Each of those and other potential incidents has a number of possible responses.
The first thing, though, is to know an emergency exists. The Vail emergency dispatch center — which dispatches every agency in the valley except the Colorado State Patrol — has a number of ways to contact people.
According to Jennifer Kirkland, the 911 Operations Administrator in Vail, there are three main ways to contact people in an emergency.
The most commonly used are Eagle County Alerts, a free, subscription-based system. Residents and visitors can sign up for email and text notifications on different topics in different areas.
A broad enough subscription results in notifications about everything from traffic accidents on Vail Pass to mountain lion sightings in Gypsum.

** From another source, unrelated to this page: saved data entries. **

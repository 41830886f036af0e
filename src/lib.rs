//! This crate provides the [`Protected`] container, which couples a value
//! with a lock and only hands the value out through proxy handles, plus a
//! deadlock-prevention layer that vets every acquisition against what the
//! thread already holds.
//!
//! # Motivation
//!
//! Conventional mutex code keeps the mutex and the data it protects apart,
//! and nothing stops a thread that already holds one lock from blocking on a
//! second one, which is the classic recipe for a deadlock. This crate
//! addresses both problems:
//!
//! 1. The value inside a [`Protected`] container is unreachable except
//!    through a proxy, and the proxy holds the container's lock for exactly
//!    as long as it lives. Locking cannot be forgotten, and unlocking cannot
//!    happen early.
//! 2. An [`Authorization`] carried by the thread records how many locks the
//!    thread holds and *refuses* any acquisition that could close a waits-for
//!    cycle, before any waiting happens. Deadlocks are prevented, not
//!    detected: the cost is that some safe acquisitions are refused too, and
//!    the caller is expected to release what it holds, back off, and retry.
//!
//! Two escape hatches cover workloads that genuinely need several exclusive
//! locks at once: a global [`MetaLock`] that stops the world long enough to
//! hand one thread all the locks it asked for, and
//! [`Ordered`](lock::Ordered) locks acquired in strictly ascending order.
//!
//! # Example
//!
//! ```
//! use {custody::Protected, std::thread};
//!
//! let inventory: Protected<Vec<u32>> = Protected::new(vec![3u32, 5]);
//!
//! thread::scope(|scope| {
//!     scope.spawn(|| {
//!         // Readers share the lock...
//!         if let Some(proxy) = inventory.get_read() {
//!             let _n = proxy.read().len();
//!         }
//!     });
//!     scope.spawn(|| {
//!         // ...writers get it alone, once the readers have drained.
//!         let proxy = inventory.get_write().unwrap();
//!         proxy.write().push(7);
//!     });
//! });
//! ```
//!
//! # Deadlock prevention
//!
//! ```
//! use custody::Protected;
//!
//! let left: Protected<i32> = Protected::new(1);
//! let right: Protected<i32> = Protected::new(2);
//! let auth = left.new_authorization();
//!
//! let holding = left.get_write_auth(&auth).unwrap();
//! // `right` is free, so a second lock is safe and admitted:
//! let also = right.get_read_auth(&auth).unwrap();
//! drop(also);
//! # drop(holding);
//! ```
//!
//! Had `right` been contended, the second acquisition would have returned
//! `None` instead of waiting, because waiting there is exactly how deadlocks
//! form. The thread then releases `holding`, takes a nap, and tries again.
//!
//! # Choosing a lock kind
//!
//! The second type parameter of [`Protected`] selects the lock state
//! machine; see the [`lock`] module. The default
//! [`SharedExclusive`](lock::SharedExclusive) is right unless profiling says
//! otherwise.

pub mod auth;
pub mod lock;

mod cell;
mod container;
mod copy;
mod meta;
mod proxy;
mod thread_token;

pub use {
    auth::Authorization,
    cell::{ValueRead, ValueWrite},
    container::Protected,
    copy::{copy_value, copy_value_auth, copy_value_multi},
    lock::{Count, Mode, Order, RawLock, ORDER_UNORDERED},
    meta::{MetaLock, MetaReadProxy, MetaWriteProxy},
    proxy::{ReadProxy, WriteProxy},
};
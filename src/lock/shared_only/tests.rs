use {
    super::SharedOnly,
    crate::{
        auth::{Authorization, DenyAll, ReadOnly},
        lock::{Mode, RawLock},
    },
    std::thread,
};

#[test]
fn reads_count_up_and_down() {
    let lock = SharedOnly::new();
    assert_eq!(lock.acquire(None, Mode::Read, true, false), Some(1));
    assert_eq!(lock.acquire(None, Mode::Read, false, false), Some(2));
    assert_eq!(lock.release(None, Mode::Read, false), Some(1));
    assert_eq!(lock.release(None, Mode::Read, false), Some(0));
}

#[test]
fn writes_are_denied() {
    let lock = SharedOnly::new();
    assert_eq!(lock.acquire(None, Mode::Write, true, false), None);
    assert_eq!(lock.release(None, Mode::Write, false), None);
}

#[test]
fn never_counts_as_in_use() {
    let lock = SharedOnly::new();
    let auth = Authorization::new(ReadOnly::default());
    // Piling up reads is always authorized; this lock can never be part of
    // a cycle.
    let first = lock.acquire(Some(&auth), Mode::Read, true, false);
    let second = lock.acquire(Some(&auth), Mode::Read, true, false);
    assert_eq!(first, Some(1));
    assert_eq!(second, Some(2));
    assert_eq!(auth.reading_count(), 2);
    assert_eq!(lock.release(Some(&auth), Mode::Read, false), Some(1));
    assert_eq!(lock.release(Some(&auth), Mode::Read, false), Some(0));
}

#[test]
fn the_policy_is_still_consulted() {
    let lock = SharedOnly::new();
    let deny = Authorization::new(DenyAll);
    assert_eq!(lock.acquire(Some(&deny), Mode::Read, true, false), None);
}

#[test]
fn concurrent_readers() {
    let lock = SharedOnly::new();
    thread::scope(|scope| {
        for _ in 0..4 {
            scope.spawn(|| {
                for _ in 0..1000 {
                    assert!(lock.acquire(None, Mode::Read, true, false).is_some());
                    assert!(lock.release(None, Mode::Read, false).is_some());
                }
            });
        }
    });
    assert_eq!(lock.readers.load(std::sync::atomic::Ordering::Relaxed), 0);
}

There’s also a reverse notification system at the 911 center. Using a database from CenturyLink, the local land line provider, officials can send out geo-targeted alerts to specific neighborhoods.
Then there’s the Integrated Public Alert and Warning System, or IPAWS. Kirkland said that’s a national system. Once an alert is confirmed through IPAWS, notifications can go both land lines and cell phones.
The easiest thing, though, is Eagle County Alerts.
It’s not easy
But possible evacuation notices aren’t simple.
“People are looking for a magic bullet regarding evacuations, but there isn’t one specific (answer),” Vail Fire Chief Mark Novak said.
In some cases, the best way to ride out a disaster is to stay where you are. That’s particularly true of hazardous materials accidents.
“You don’t want to evacuate through a cloud of hazardous material,” Novak said.
In those incidents, Novak said the best thing to do is close your home’s doors and windows and turn off the ventilation systems so as little outside air as possible comes inside.
Other incidents require getting out, and heading toward safer areas, either in town or out of town.
If an evacuation notice is issued, then it’s serious, Novak said. That means people need to be prepared to get out in five minutes or so.
Emergency officials say everyone should have a “get-out” kit, a bag of essential medications, clothing, water and food for three days.
Important documents, photos and heirlooms need to be stored in easy to find and get to places.
Most important, they need to be readily identifiable.
Novak told the story of friends who weren’t at home when an evacuation was ordered in a California wildfire. Neighbors were asked to stop in and grab several red boxes that had family photos and documents. The neighbors grabbed red boxes — that were filled with Christmas decorations.
Unlike residents of areas that have frequent wildfires or weather emergencies, the Vail Valley has largely been spared any incidents that require evacuations.
“We have been fortunate, but that breeds complacency, too,” Novak said.